§ **Stored data**:
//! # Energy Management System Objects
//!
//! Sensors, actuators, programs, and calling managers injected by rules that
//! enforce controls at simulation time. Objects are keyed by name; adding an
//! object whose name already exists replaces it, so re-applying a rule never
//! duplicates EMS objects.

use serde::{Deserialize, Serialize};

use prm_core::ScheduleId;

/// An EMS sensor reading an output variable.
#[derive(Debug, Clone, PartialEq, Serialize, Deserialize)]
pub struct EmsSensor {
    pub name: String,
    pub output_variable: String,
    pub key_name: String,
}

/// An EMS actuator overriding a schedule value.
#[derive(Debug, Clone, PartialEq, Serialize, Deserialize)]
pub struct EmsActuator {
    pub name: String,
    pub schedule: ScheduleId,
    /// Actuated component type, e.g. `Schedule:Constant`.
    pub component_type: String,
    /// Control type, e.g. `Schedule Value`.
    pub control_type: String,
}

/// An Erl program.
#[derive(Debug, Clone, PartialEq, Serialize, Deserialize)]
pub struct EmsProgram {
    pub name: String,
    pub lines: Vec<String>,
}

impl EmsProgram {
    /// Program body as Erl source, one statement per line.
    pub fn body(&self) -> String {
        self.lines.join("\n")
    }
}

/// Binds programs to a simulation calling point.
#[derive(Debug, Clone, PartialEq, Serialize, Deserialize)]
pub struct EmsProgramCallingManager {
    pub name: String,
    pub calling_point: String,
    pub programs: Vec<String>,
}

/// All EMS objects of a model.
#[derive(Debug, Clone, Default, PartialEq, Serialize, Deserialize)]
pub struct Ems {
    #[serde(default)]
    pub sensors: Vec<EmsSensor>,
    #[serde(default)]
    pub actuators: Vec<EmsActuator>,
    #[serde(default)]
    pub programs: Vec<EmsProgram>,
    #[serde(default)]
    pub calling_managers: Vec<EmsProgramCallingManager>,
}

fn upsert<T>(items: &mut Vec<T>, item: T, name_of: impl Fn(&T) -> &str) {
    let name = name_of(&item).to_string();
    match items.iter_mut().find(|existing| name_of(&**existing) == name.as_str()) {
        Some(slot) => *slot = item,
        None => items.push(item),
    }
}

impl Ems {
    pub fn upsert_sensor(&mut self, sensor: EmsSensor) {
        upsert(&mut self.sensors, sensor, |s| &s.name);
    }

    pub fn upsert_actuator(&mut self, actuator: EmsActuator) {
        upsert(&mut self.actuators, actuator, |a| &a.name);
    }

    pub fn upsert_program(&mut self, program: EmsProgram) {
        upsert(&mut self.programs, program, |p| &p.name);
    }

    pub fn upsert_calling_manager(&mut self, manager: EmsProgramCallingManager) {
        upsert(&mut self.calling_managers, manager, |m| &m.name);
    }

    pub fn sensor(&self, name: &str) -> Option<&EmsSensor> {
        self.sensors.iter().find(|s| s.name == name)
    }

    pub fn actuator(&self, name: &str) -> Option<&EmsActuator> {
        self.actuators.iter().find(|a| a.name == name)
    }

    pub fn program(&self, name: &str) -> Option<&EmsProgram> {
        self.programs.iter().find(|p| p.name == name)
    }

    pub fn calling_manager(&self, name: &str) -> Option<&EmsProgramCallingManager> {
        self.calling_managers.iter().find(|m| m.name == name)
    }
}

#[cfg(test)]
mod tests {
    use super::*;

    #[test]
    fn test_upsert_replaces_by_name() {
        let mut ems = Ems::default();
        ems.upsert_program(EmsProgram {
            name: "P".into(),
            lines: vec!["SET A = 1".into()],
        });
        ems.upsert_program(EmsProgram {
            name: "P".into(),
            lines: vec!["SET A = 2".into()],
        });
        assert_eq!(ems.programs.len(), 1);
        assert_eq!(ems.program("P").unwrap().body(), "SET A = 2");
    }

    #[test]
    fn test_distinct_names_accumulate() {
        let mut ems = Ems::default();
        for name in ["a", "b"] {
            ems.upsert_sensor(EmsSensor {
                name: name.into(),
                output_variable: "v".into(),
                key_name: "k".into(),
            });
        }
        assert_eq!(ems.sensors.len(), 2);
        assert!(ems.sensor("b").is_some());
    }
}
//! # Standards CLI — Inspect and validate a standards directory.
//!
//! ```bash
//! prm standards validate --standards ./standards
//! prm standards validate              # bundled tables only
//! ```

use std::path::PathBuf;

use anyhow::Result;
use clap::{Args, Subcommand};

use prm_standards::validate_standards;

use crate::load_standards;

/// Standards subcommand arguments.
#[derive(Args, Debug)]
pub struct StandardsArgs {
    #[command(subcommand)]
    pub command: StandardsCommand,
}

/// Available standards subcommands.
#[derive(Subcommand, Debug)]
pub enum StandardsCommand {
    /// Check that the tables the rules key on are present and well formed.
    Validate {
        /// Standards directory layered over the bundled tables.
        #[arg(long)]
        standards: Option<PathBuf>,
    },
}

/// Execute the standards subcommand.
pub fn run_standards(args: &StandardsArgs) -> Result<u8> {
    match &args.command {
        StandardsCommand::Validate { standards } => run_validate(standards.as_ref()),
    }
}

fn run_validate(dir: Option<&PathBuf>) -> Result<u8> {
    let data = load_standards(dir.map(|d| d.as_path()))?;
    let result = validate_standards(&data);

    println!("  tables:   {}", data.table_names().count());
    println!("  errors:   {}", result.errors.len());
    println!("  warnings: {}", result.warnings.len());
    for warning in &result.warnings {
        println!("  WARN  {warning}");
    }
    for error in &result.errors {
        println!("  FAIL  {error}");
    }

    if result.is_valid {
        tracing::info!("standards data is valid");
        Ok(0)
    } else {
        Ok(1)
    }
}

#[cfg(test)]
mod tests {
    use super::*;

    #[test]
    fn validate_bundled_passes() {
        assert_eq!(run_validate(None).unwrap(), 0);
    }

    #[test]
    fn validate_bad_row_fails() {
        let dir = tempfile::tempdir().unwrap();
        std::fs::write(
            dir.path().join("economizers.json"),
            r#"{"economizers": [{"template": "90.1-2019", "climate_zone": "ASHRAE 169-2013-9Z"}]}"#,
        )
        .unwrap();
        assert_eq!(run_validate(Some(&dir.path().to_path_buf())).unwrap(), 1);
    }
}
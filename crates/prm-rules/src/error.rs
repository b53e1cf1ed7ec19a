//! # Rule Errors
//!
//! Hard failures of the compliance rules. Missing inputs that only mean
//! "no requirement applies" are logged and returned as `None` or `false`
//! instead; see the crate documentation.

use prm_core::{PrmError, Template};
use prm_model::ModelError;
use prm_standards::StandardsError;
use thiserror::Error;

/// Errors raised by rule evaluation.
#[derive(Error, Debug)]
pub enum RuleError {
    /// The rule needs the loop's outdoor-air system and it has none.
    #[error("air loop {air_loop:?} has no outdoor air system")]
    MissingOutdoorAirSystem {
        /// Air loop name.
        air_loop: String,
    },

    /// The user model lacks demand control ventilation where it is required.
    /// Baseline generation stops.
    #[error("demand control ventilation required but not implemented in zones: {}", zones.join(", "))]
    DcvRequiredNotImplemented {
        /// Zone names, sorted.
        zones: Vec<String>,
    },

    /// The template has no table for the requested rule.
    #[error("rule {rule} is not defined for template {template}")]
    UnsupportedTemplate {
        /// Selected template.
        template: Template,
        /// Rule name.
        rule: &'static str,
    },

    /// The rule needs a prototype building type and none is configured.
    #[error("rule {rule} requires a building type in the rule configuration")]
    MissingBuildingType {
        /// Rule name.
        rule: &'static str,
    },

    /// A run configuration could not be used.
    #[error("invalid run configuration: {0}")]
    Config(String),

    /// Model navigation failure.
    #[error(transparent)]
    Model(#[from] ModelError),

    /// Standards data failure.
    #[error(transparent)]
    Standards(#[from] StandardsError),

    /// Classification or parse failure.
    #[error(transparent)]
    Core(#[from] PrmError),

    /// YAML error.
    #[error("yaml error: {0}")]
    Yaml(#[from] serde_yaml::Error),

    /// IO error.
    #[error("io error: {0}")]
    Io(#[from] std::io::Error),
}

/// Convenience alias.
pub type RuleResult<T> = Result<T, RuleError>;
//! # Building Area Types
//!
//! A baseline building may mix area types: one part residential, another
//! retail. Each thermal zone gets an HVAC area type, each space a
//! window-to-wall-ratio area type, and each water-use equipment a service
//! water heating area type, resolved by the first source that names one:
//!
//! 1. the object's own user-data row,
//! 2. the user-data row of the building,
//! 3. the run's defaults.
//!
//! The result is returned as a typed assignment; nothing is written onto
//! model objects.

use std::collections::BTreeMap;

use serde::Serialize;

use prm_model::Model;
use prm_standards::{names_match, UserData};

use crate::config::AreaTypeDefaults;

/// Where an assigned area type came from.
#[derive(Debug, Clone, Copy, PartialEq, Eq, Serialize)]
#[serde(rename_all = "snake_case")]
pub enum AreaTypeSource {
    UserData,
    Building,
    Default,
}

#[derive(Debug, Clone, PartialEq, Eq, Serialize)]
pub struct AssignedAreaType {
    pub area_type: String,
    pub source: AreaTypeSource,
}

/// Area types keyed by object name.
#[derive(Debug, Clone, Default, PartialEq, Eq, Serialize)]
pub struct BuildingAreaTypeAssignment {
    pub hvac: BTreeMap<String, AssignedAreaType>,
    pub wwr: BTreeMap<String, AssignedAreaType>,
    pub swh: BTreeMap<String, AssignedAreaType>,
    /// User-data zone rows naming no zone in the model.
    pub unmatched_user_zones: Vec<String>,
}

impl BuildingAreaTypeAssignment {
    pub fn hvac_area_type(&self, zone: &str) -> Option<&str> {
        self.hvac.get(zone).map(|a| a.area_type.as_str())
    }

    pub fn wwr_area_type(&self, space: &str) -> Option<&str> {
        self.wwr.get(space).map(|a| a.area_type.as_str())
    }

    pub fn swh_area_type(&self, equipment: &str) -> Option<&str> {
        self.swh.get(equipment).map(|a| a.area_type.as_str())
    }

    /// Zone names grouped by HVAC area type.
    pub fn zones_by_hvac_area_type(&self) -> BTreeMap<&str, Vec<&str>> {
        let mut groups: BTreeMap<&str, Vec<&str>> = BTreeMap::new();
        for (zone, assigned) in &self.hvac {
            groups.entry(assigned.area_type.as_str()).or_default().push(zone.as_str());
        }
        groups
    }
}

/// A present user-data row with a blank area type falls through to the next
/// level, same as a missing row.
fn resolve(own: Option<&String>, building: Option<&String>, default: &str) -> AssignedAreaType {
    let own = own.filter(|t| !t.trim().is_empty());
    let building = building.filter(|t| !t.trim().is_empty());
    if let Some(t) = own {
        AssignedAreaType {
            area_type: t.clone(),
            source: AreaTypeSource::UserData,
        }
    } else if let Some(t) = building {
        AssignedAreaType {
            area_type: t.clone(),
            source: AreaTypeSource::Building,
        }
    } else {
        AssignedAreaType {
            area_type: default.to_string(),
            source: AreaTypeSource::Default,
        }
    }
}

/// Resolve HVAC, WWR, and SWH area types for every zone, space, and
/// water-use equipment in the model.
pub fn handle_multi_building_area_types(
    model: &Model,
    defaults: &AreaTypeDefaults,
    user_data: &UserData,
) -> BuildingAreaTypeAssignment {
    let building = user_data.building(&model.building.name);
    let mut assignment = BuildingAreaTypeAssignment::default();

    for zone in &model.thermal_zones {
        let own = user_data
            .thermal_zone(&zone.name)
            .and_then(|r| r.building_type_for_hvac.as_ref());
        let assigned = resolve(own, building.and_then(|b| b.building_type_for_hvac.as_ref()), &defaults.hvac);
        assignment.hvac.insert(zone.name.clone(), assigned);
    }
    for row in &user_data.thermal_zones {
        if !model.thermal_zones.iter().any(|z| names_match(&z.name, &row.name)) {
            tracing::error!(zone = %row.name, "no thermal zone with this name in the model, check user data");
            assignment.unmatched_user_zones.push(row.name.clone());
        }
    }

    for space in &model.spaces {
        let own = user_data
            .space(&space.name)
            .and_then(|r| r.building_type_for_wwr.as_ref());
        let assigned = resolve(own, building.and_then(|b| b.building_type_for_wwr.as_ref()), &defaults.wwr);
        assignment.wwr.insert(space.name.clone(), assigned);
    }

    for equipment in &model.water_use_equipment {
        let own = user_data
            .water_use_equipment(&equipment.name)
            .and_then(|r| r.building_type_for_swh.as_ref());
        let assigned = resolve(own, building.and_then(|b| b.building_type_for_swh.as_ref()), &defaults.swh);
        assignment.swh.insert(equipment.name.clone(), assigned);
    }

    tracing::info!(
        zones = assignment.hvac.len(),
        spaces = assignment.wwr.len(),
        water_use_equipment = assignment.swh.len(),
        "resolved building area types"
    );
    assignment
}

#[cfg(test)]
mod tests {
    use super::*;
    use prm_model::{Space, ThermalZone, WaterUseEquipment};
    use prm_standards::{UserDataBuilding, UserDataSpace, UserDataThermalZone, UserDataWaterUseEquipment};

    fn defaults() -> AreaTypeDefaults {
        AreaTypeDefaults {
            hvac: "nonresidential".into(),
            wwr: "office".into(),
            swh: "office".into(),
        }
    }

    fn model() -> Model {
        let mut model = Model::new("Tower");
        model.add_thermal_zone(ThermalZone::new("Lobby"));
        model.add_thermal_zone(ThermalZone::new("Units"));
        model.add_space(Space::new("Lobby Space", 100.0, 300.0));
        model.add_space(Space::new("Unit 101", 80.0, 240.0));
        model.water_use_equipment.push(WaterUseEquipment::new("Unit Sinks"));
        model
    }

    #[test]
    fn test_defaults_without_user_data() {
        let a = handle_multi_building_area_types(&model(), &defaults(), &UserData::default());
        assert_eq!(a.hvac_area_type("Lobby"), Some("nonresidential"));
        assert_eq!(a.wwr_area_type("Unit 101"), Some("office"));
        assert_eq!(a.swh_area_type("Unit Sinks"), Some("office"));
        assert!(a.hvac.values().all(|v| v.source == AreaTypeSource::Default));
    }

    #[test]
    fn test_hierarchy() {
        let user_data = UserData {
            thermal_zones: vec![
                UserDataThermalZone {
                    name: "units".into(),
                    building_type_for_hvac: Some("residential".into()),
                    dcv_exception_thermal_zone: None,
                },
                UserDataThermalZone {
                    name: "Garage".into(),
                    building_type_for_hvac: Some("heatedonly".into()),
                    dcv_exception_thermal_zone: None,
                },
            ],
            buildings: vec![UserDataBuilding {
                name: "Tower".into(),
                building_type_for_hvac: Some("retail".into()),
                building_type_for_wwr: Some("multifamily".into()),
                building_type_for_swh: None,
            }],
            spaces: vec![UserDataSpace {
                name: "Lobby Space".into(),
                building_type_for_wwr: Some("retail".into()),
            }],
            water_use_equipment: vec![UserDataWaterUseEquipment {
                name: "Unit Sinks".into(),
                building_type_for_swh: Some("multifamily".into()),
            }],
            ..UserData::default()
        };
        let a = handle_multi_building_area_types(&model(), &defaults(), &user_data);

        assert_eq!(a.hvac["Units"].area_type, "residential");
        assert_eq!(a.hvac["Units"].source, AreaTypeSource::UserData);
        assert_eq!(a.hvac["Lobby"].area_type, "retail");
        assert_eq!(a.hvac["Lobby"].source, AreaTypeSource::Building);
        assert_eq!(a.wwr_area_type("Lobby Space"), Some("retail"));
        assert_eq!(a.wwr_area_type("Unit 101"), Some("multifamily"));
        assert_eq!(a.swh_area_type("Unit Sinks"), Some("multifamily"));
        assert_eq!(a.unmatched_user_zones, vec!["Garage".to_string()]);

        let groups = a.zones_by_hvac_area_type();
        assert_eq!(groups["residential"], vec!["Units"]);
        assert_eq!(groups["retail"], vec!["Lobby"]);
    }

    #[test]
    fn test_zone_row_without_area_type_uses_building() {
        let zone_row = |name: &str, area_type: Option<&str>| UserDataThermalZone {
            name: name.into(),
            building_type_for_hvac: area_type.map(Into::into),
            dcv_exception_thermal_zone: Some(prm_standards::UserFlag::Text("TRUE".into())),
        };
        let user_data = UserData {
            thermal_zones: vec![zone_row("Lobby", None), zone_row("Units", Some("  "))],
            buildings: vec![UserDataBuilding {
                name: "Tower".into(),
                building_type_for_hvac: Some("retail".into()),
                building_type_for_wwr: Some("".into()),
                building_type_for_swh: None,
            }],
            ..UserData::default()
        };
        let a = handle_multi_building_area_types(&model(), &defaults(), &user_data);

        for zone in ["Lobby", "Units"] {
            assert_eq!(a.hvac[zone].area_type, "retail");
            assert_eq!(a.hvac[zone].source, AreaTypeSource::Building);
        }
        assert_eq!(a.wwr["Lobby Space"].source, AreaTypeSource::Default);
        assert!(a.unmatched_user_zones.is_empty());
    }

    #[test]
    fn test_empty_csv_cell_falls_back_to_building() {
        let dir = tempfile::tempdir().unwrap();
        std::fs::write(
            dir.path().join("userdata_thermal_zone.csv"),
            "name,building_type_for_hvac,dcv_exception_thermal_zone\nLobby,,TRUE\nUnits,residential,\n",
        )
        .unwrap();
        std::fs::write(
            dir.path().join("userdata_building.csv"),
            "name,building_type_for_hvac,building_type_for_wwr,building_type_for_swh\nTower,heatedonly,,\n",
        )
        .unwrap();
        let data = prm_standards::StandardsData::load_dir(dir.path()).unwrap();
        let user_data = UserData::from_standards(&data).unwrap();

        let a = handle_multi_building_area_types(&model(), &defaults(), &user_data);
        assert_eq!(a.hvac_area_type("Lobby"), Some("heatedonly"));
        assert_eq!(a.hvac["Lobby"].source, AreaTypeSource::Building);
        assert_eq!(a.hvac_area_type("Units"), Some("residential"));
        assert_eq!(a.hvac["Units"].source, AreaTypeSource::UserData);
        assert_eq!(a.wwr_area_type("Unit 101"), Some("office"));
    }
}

§ **GOAL OF THE EXERCISE**: Look above for the line with "equipment a service" and the line with "use prm_model::Model;", and reproduce exactly those two lines plus every line between, nothing more.

§ **TASK ANSWER**:
//! window-to-wall-ratio area type, and each water-use equipment a service
//! water heating area type, resolved by the first source that names one:
//!
//! 1. the object's own user-data row,
//! 2. the user-data row of the building,
//! 3. the run's defaults.
//!
//! The result is returned as a typed assignment; nothing is written onto
//! model objects.

use std::collections::BTreeMap;

use serde::Serialize;

use prm_model::Model;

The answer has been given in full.